◆ What is required: Only the lines from the start of the material through the line containing "by the storefront." are to be extracted, exactly as they appear.

◆ Information supplied:
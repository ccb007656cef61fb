//! Session commands.

use crate::context::{CliError, Context};

/// Log in against the credential directory.
pub fn login(ctx: &mut Context, username: &str, password: &str) -> Result<(), CliError> {
    let user = ctx.session.login(username, password)?;
    println!("Welcome, {}!", user.display_name);
    if user.role.is_admin() {
        println!("Admin commands are available via `tuhogar admin`.");
    }
    Ok(())
}

/// Log out and clear the persisted session.
pub fn logout(ctx: &mut Context) {
    ctx.session.logout();
    println!("Logged out.");
}

/// Show the current session, if any.
pub fn whoami(ctx: &Context) {
    match ctx.session.session() {
        Some(session) => {
            println!(
                "{} ({}) - session expires {}",
                session.user.display_name,
                session.user.role,
                session.expires_at.format("%Y-%m-%d %H:%M:%S UTC"),
            );
        }
        None => println!("Not logged in."),
    }
}
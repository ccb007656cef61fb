//! User roles recognized by the storefront.

use std::fmt;
use std::str::FromStr;

use serde::{Deserialize, Serialize};
use thiserror::Error;

/// Role attached to a directory user.
///
/// `Admin` unlocks the catalog administration surface; everyone else is
/// `Standard`.
#[derive(Debug, Clone, Copy, PartialEq, Eq, Hash, Serialize, Deserialize, Default)]
#[serde(rename_all = "lowercase")]
pub enum Role {
    Admin,
    #[default]
    Standard,
}

impl Role {
    /// Whether this role grants catalog administration.
    #[must_use]
    pub const fn is_admin(self) -> bool {
        matches!(self, Self::Admin)
    }
}

impl fmt::Display for Role {
    fn fmt(&self, f: &mut fmt::Formatter<'_>) -> fmt::Result {
        match self {
            Self::Admin => write!(f, "admin"),
            Self::Standard => write!(f, "standard"),
        }
    }
}

/// Error parsing a [`Role`] from a string.
#[derive(Debug, Error, PartialEq, Eq)]
#[error("invalid role: {0}. Valid roles: admin, standard")]
pub struct ParseRoleError(pub String);

impl FromStr for Role {
    type Err = ParseRoleError;

    fn from_str(s: &str) -> Result<Self, Self::Err> {
        match s {
            "admin" => Ok(Self::Admin),
            "standard" | "user" => Ok(Self::Standard),
            other => Err(ParseRoleError(other.to_owned())),
        }
    }
}

#[cfg(test)]
#[allow(clippy::unwrap_used)]
mod tests {
    use super::*;

    #[test]
    fn test_role_serde_lowercase() {
        assert_eq!(serde_json::to_string(&Role::Admin).unwrap(), "\"admin\"");
        let role: Role = serde_json::from_str("\"standard\"").unwrap();
        assert_eq!(role, Role::Standard);
    }

    #[test]
    fn test_role_parse() {
        assert_eq!("admin".parse::<Role>().unwrap(), Role::Admin);
        assert_eq!("user".parse::<Role>().unwrap(), Role::Standard);
        assert!("root".parse::<Role>().is_err());
    }

    #[test]
    fn test_is_admin() {
        assert!(Role::Admin.is_admin());
        assert!(!Role::Standard.is_admin());
    }
}
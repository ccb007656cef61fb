//! Core types for Tuhogar.
//!
//! This module provides type-safe wrappers for common domain concepts.

pub mod id;
pub mod price;
pub mod role;
pub mod token;

pub use id::*;
pub use price::{Price, PriceError};
pub use role::{ParseRoleError, Role};
pub use token::SessionToken;
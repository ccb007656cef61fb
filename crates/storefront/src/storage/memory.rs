//! In-memory persistence backend for tests.

use std::collections::HashMap;
use std::sync::{Mutex, PoisonError};

use super::{KeyValueStore, StorageError};

/// Volatile [`KeyValueStore`] used to test stores without a filesystem.
#[derive(Debug, Default)]
pub struct MemoryStore {
    inner: Mutex<HashMap<String, String>>,
}

impl MemoryStore {
    /// Create an empty store.
    #[must_use]
    pub fn new() -> Self {
        Self::default()
    }
}

impl KeyValueStore for MemoryStore {
    fn get(&self, key: &str) -> Result<Option<String>, StorageError> {
        let map = self.inner.lock().unwrap_or_else(PoisonError::into_inner);
        Ok(map.get(key).cloned())
    }

    fn set(&self, key: &str, value: &str) -> Result<(), StorageError> {
        let mut map = self.inner.lock().unwrap_or_else(PoisonError::into_inner);
        map.insert(key.to_owned(), value.to_owned());
        Ok(())
    }

    fn remove(&self, key: &str) -> Result<(), StorageError> {
        let mut map = self.inner.lock().unwrap_or_else(PoisonError::into_inner);
        map.remove(key);
        Ok(())
    }
}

◆ Solution to this task:
repository ccb007656cef61fb
//! Session commands.

use crate::context::{CliError, Context};

/// Log in against the credential directory.
pub fn login(ctx: &mut Context, username: &str, password: &str) -> Result<(), CliError> {
    let user = ctx.session.login(username, password)?;
    println!("Welcome, {}!", user.display_name);
    if user.role.is_admin() {
        println!("Admin commands are available via `tuhogar admin`.");
    }
    Ok(())
}

/// Log out and clear the persisted session.
pub fn logout(ctx: &mut Context) {
    ctx.session.logout();
    println!("Logged out.");
}

/// Show the current session, if any.
pub fn whoami(ctx: &Context) {
    match ctx.session.session() {
        Some(session) => {
            println!(
                "{} ({}) - session expires {}",
                session.user.display_name,
                session.user.role,
                session.expires_at.format("%Y-%m-%d %H:%M:%S UTC"),
            );
        }
        None => println!("Not logged in."),
    }
}
repository ccb007656cef61fb
//! User roles recognized by the storefront.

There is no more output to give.